Faz tanto tempo. O tempo demorou a curar meu vazio. Eu fiz de tudo para voltar. Cantava em mim as músicas francesas de amor. Abraçava a ausência, jurando nunca mais amar. Não cumpri a promessa. Encontrei uma outra história. Casei. Tive quatro filhos. A mais velha se chama Mayara. Minha mulher nunca perguntou a razão da escolha do nome. Sou feliz com o que construí. Mas, ainda hoje, quando ouço uma canção francesa ou quando o outono chega ou quando um luar ilumina mais forte a noite ou quando um pôr do sol está mais avermelhado, penso em Mayara. Não na filha, mas na mulher que, misteriosamente, me ensinou a amar e, paradoxalmente, me apresentou a dor do amor. 

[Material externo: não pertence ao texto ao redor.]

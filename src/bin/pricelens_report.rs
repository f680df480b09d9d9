//! Pricing report CLI
//!
//! Summarizes exported competitor observations and previews stacked chart
//! scales from the command line.

use anyhow::{Context, Result, bail};
use clap::{Parser, Subcommand, ValueEnum};
use comfy_table::{Cell, Table, presets::UTF8_FULL};
use pricelens::chart::{ScalingStrategy, StackedBarLayout};
use pricelens::loader::{load_overlaps, load_stacked_rows};
use pricelens::report::{OverlapOverrides, ScaleOverrides, build_scale_report};
use pricelens::{OverlapSummary, PricelensConfig, compute_overlap_summary, summarize_by_sku};
use std::collections::BTreeMap;
use std::path::PathBuf;
use tracing::info;

#[derive(Debug, Parser)]
#[command(
    name = "pricelens-report",
    version,
    about = "Competitor price statistics and chart scaling"
)]
struct Cli {
    /// TOML configuration file
    #[arg(long, global = true, env = "PRICELENS_CONFIG")]
    config: Option<PathBuf>,

    /// Emit logs as JSON lines
    #[arg(long, global = true)]
    json_logs: bool,

    #[command(subcommand)]
    command: Command,
}

#[derive(Debug, Subcommand)]
enum Command {
    /// Summarize our prices against competitor prices
    Overlap {
        /// Observations file (.csv or .json)
        #[arg(long)]
        input: PathBuf,
        /// Only count observations in this currency
        #[arg(long)]
        currency: Option<String>,
        /// Equal-price band in percentage points
        #[arg(long)]
        tolerance: Option<f64>,
        /// One summary per SKU
        #[arg(long)]
        by_sku: bool,
        #[arg(long, value_enum, default_value_t = OutputFormat::Table)]
        format: OutputFormat,
    },
    /// Compute a stacked bar scale and segment heights
    Scale {
        /// Chart rows (.json array of objects)
        #[arg(long)]
        input: PathBuf,
        /// Series keys to stack, comma separated
        #[arg(long, value_delimiter = ',')]
        keys: Vec<String>,
        /// Field holding the bar label
        #[arg(long)]
        label: Option<String>,
        #[arg(long)]
        strategy: Option<ScalingStrategy>,
        #[arg(long)]
        max_value: Option<f64>,
        #[arg(long)]
        padding: Option<f64>,
        #[arg(long)]
        min_scale: Option<f64>,
        /// Number of value axis intervals
        #[arg(long)]
        ticks: Option<usize>,
        #[arg(long, value_enum, default_value_t = OutputFormat::Table)]
        format: OutputFormat,
    },
}

#[derive(Debug, Clone, Copy, PartialEq, Eq, ValueEnum)]
enum OutputFormat {
    Table,
    Json,
}

fn main() -> Result<()> {
    let cli = Cli::parse();
    pricelens::init_logging(cli.json_logs);

    let config = PricelensConfig::load(cli.config.as_deref()).context("loading configuration")?;

    match cli.command {
        Command::Overlap {
            input,
            currency,
            tolerance,
            by_sku,
            format,
        } => {
            let options = OverlapOverrides {
                currency,
                tolerance,
            }
            .apply(config.overlap);

            let items = load_overlaps(&input)
                .with_context(|| format!("reading observations from {}", input.display()))?;

            let summaries = if by_sku {
                summarize_by_sku(&items, &options)
            } else {
                BTreeMap::from([("all".to_string(), compute_overlap_summary(&items, &options))])
            };
            info!(groups = summaries.len(), "computed overlap summaries");

            match format {
                OutputFormat::Json => println!("{}", serde_json::to_string_pretty(&summaries)?),
                OutputFormat::Table => println!("{}", overlap_table(&summaries)),
            }
        }
        Command::Scale {
            input,
            keys,
            label,
            strategy,
            max_value,
            padding,
            min_scale,
            ticks,
            format,
        } => {
            let overrides = ScaleOverrides {
                keys,
                strategy,
                max_value,
                padding,
                min_scale,
                tick_count: ticks,
            };
            let options = overrides.apply(config.scaling);
            let keys = overrides.value_keys(&config.value_keys);
            if keys.is_empty() {
                bail!("no series keys given; pass --keys or set value_keys in the configuration");
            }

            let rows = load_stacked_rows(&input)
                .with_context(|| format!("reading chart rows from {}", input.display()))?;
            let report = build_scale_report(
                &rows,
                label.as_deref(),
                &keys,
                &options,
                &overrides.chart_layout(),
            )?;

            match format {
                OutputFormat::Json => println!("{}", serde_json::to_string_pretty(&report)?),
                OutputFormat::Table => {
                    println!("Scale maximum: {:.2}", report.layout.max_value);
                    let ticks: Vec<String> =
                        report.ticks.iter().map(|t| format!("{:.1}", t)).collect();
                    println!("Axis ticks: {}", ticks.join(", "));
                    println!("{}", segment_table(&report.layout, &keys));
                }
            }
        }
    }

    Ok(())
}

fn fmt_opt(value: Option<f64>) -> String {
    value.map_or_else(|| "-".to_string(), |v| format!("{:.2}", v))
}

fn overlap_table(summaries: &BTreeMap<String, OverlapSummary>) -> Table {
    let mut table = Table::new();
    table.load_preset(UTF8_FULL).set_header(vec![
        "Group", "N", "Median Δ%", "P25", "P75", "Min", "Max", "Cheaper%", "Equal%", "Over%",
    ]);

    for (group, s) in summaries {
        let label = if group.is_empty() { "(no sku)" } else { group.as_str() };
        table.add_row(vec![
            Cell::new(label),
            Cell::new(s.n),
            Cell::new(fmt_opt(s.median_delta_pct)),
            Cell::new(fmt_opt(s.p25)),
            Cell::new(fmt_opt(s.p75)),
            Cell::new(fmt_opt(s.min)),
            Cell::new(fmt_opt(s.max)),
            Cell::new(fmt_opt(s.cheaper_pct)),
            Cell::new(fmt_opt(s.equal_pct)),
            Cell::new(fmt_opt(s.overpriced_pct)),
        ]);
    }
    table
}

fn segment_table(layout: &StackedBarLayout, keys: &[String]) -> Table {
    let mut table = Table::new();
    let mut header = vec!["Bar".to_string(), "Total".to_string()];
    header.extend(keys.iter().map(|k| format!("{} h%", k)));
    header.push("Top%".to_string());
    table.load_preset(UTF8_FULL).set_header(header);

    for (i, bar) in layout.bars.iter().enumerate() {
        let mut row = vec![
            bar.label.clone().unwrap_or_else(|| format!("#{}", i + 1)),
            format!("{:.2}", bar.total),
        ];
        row.extend(bar.segments.iter().map(|s| format!("{:.2}", s.height_pct)));
        row.push(format!("{:.2}", bar.top_pct()));
        table.add_row(row);
    }
    table
}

O tempo faz com que as histórias de ontem ganhem algumas desculpas para serem perfeitas. Há uma parte dessa mulher, em mim, inventada, eu sei. Passei noites imaginando o seu desfecho. Se ela havia encontrado alguém. Se a esse alguém os ditos eram parecidos com os que eu ouvia. Se também passeava com os dedos pelo corpo ao despertar. 

Não digo que não amo minha mulher e não seja com ela feliz. Nada digo a ela dos meus inícios. Sou cuidadoso com as dores que se pode causar no outro, inclusive em matéria de amor. 

Hoje, acordei cantarolando "La vie en rose". Não posso reclamar das cores da minha vida. Nem do que tenho hoje, nem do que tenho guardado na memória secreta dos meus mais lindos sentimentos. Saudade é palavra que não me atormenta. Saudade é poema de gratidão e de esperança. O amanhã virá com todos os ontens que prosseguem em mim.




Publicado no site do jornal O Dia, 26 de março de 2023.